» Requirement: Transcribe exactly everything in the data below from the line containing "The backend answers" down to the line containing "paginated list response.", both lines included and nothing further.

» Available records:

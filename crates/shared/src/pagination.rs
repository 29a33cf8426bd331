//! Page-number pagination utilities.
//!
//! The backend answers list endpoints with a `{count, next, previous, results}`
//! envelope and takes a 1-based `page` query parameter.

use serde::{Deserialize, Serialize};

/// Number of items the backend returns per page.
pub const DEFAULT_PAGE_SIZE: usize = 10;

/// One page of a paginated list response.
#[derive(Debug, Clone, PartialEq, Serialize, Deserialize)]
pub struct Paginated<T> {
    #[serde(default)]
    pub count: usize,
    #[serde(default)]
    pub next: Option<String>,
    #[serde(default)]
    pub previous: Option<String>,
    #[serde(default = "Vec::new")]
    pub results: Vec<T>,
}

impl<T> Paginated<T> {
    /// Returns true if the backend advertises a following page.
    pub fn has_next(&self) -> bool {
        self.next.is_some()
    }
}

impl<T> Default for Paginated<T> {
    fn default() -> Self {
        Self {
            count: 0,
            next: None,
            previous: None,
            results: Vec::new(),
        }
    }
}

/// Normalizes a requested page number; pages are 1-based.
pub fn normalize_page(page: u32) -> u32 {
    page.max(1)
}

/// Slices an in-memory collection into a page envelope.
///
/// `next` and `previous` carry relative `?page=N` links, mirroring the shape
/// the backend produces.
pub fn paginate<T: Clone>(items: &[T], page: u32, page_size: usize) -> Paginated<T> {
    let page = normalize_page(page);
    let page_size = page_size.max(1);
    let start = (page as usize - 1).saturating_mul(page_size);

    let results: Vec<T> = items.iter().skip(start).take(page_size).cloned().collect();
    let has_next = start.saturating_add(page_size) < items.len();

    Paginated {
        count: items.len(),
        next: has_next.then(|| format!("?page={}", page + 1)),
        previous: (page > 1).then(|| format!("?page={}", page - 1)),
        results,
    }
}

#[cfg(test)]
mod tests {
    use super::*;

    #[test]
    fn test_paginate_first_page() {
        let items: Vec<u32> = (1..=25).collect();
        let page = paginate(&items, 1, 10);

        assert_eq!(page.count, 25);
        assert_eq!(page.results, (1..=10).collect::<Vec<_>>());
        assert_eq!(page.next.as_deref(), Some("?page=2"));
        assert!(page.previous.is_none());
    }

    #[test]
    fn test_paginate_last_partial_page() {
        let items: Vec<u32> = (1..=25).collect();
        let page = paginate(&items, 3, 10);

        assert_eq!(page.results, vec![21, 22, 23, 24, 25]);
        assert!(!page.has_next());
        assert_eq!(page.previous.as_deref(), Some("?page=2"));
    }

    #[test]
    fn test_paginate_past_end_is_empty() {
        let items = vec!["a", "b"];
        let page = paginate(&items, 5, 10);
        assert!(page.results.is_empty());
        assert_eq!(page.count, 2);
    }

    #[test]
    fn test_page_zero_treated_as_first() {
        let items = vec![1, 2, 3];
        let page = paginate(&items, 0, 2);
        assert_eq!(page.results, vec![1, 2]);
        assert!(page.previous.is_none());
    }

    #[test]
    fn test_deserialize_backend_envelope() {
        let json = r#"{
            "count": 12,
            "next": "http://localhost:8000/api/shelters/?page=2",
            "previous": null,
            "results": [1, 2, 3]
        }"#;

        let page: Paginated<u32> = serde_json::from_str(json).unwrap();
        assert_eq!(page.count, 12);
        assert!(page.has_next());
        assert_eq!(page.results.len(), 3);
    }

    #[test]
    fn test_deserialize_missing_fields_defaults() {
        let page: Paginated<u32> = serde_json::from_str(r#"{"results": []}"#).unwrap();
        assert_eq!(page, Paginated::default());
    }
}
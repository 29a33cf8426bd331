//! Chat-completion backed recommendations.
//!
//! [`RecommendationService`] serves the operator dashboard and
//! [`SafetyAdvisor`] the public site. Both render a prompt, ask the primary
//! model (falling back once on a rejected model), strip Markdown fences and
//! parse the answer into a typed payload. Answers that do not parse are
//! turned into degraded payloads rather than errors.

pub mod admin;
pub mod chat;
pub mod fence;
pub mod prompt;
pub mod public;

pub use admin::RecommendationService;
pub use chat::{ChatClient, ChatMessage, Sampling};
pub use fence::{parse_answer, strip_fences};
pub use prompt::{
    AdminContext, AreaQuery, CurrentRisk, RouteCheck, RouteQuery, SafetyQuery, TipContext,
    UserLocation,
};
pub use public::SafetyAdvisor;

» Response:
//! The backend answers list endpoints with a `{count, next, previous, results}`
//! envelope and takes a 1-based `page` query parameter.

use serde::{Deserialize, Serialize};

/// Number of items the backend returns per page.
pub const DEFAULT_PAGE_SIZE: usize = 10;

/// One page of a paginated list response.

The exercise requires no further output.